[SPARK-46906][SS] Add a check for stateful operator change for streaming #44927

jingz-db · 2024-01-29T05:16:35Z

What changes were proposed in this pull request?

Currently user will get a misleading error as org.apache.spark.sql.execution.streaming.state.StateSchemaNotCompatible if restarting query in the same checkpoint location and changing their stateful operator. This PR catches such errors and throws a new error with informative message.

After physical planning, before execution phase, we will read from state metadata with the current operator id to fetch operator name of committed batch with the same operator id. If operator name does not match, throws the error.

Why are the changes needed?

The current error message is misleading to users. We should provide users with message that can guide them to the real root cause of error.

Does this PR introduce any user-facing change?

No

How was this patch tested?

Unit tests.

Was this patch authored or co-authored using generative AI tooling?

No

chaoqin-li1123 · 2024-01-30T00:34:12Z

common/utils/src/main/resources/error/error-classes.json

@@ -3317,6 +3317,12 @@
    ],
    "sqlState" : "XXKST"
  },
+  "STREAMING_STATEFUL_OPERATOR_NOT_MATCH_IN_STATE_METADATA" : {
+    "message" : [
+      "Streaming stateful operator name does not match with the operator in state metadata with the same operator id (id: <operatorId>). Stateful Operator name for current batch: <currentOperatorName>; Operator name in the state metadata: <stateMetadataOperatorName>."


Can we explain why this occur to the customer? Like "changing stateful operator of existing streaming query is not allowed."

chaoqin-li1123

LGTM

HeartSaVioR · 2024-01-31T04:09:58Z

sql/core/src/main/scala/org/apache/spark/sql/execution/streaming/IncrementalExecution.scala

@@ -184,6 +185,41 @@ class IncrementalExecution(
    }
  }

+  /**


Maybe better to compare in higher level - construct a map opId -> operatorName for both physical plan and state metadata, and compare two.

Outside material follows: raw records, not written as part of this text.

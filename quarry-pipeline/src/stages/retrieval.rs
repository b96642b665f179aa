use async_trait::async_trait;
use layer0::error::StageError;
use layer0::stage::{PipelineContext, RetrievedDocument, Stage, StageOutcome};
use quarry_provider::registry::DynProvider;
use quarry_provider::types::EmbedRequest;
use quarry_retrieval::store::VectorStore;
use std::sync::Arc;

/// Embeds the effective query and searches the vector store for the
/// pipeline's collection, filling in `ctx.retrieved`.
pub struct RetrievalStage {
    vector_store: Arc<dyn VectorStore>,
    embed_provider: Arc<dyn DynProvider>,
    embedding_model: String,
    top_k: usize,
}

impl RetrievalStage {
    /// Build a retrieval stage from its dependencies.
    pub fn new(
        vector_store: Arc<dyn VectorStore>,
        embed_provider: Arc<dyn DynProvider>,
        embedding_model: impl Into<String>,
        top_k: usize,
    ) -> Self {
        Self {
            vector_store,
            embed_provider,
            embedding_model: embedding_model.into(),
            top_k,
        }
    }
}

#[async_trait]
impl Stage for RetrievalStage {
    fn name(&self) -> &str {
        "retrieval"
    }

    async fn execute(&self, mut ctx: PipelineContext) -> Result<StageOutcome, StageError> {
        if self.top_k == 0 {
            ctx.retrieved = Vec::new();
            ctx.metadata.stages_completed += 1;
            return Ok(StageOutcome::ok(ctx));
        }

        let query = ctx.effective_query().to_string();

        let embed_request = EmbedRequest::single(&self.embedding_model, &query);
        let embed_response = self
            .embed_provider
            .embed(embed_request)
            .await
            .map_err(|e| StageError::Provider(e.to_string()))?;
        let vector = embed_response
            .embeddings
            .into_iter()
            .next()
            .ok_or_else(|| StageError::Provider("embedding response was empty".into()))?;

        let hits = self
            .vector_store
            .search(ctx.collection.as_str(), &vector, self.top_k, None)
            .await
            .map_err(|e| StageError::Retrieval(e.to_string()))?;

        ctx.retrieved = hits
            .into_iter()
            .map(|hit| RetrievedDocument::new(hit.id, hit.text, hit.score))
            .collect();
        ctx.metadata.stages_completed += 1;

        Ok(StageOutcome::ok(ctx))
    }
}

With this approach we can also give a better error message for all cases 1) new addition of stateful operator(s), 2) removal of existing stateful operator(s), 3) replacement of existing stateful operator(s). 3) can also happen if someone tries to replace dropDuplicates with dropDuplicatesWithinWatermark after encountering some issue.

Worth noting that we consider state metadata as a source of truth in this PR - so if there is no state metadata prior to this, it would be just same as letting Spark create a new state metadata file and we do comparison (this cannot perform any real check though). So the check can be also done after executing physical planning rules, maybe at the end of state.apply().

Thanks for the review Jungtaek! I also like the idea of adding a map.

So the check can be also done after executing physical planning rules, maybe at the end of state.apply()

I tried to add the check after WriteStatefulOperatorMetadataRule but this will miss detecting for adding an operator after restart (because the additional operator is already written to metadata). So I keep the check before WriteStatefulOperatorMetadataRule and will omit the check if metadata is empty.
It is also worth noting that if we do not perform the check before writing to metadata and fail the query, untruthful info will be written to state metadata.

HeartSaVioR

Another pass.

sql/core/src/main/scala/org/apache/spark/sql/execution/streaming/IncrementalExecution.scala

HeartSaVioR · 2024-02-14T03:49:53Z

sql/core/src/main/scala/org/apache/spark/sql/execution/streaming/IncrementalExecution.scala

@@ -387,8 +433,29 @@ class IncrementalExecution(
      rulesToCompose.reduceLeft { (ruleA, ruleB) => ruleA orElse ruleB }
    }

+    private def checkOperatorValidWithMetadata(): Unit = {


Shall we inline all the logic e.g. building opMapInMetadata and opMapInPhysicalPlan to here? I don't see we use these fields other than here. Let's scope fields and methods be narrower whenever possible.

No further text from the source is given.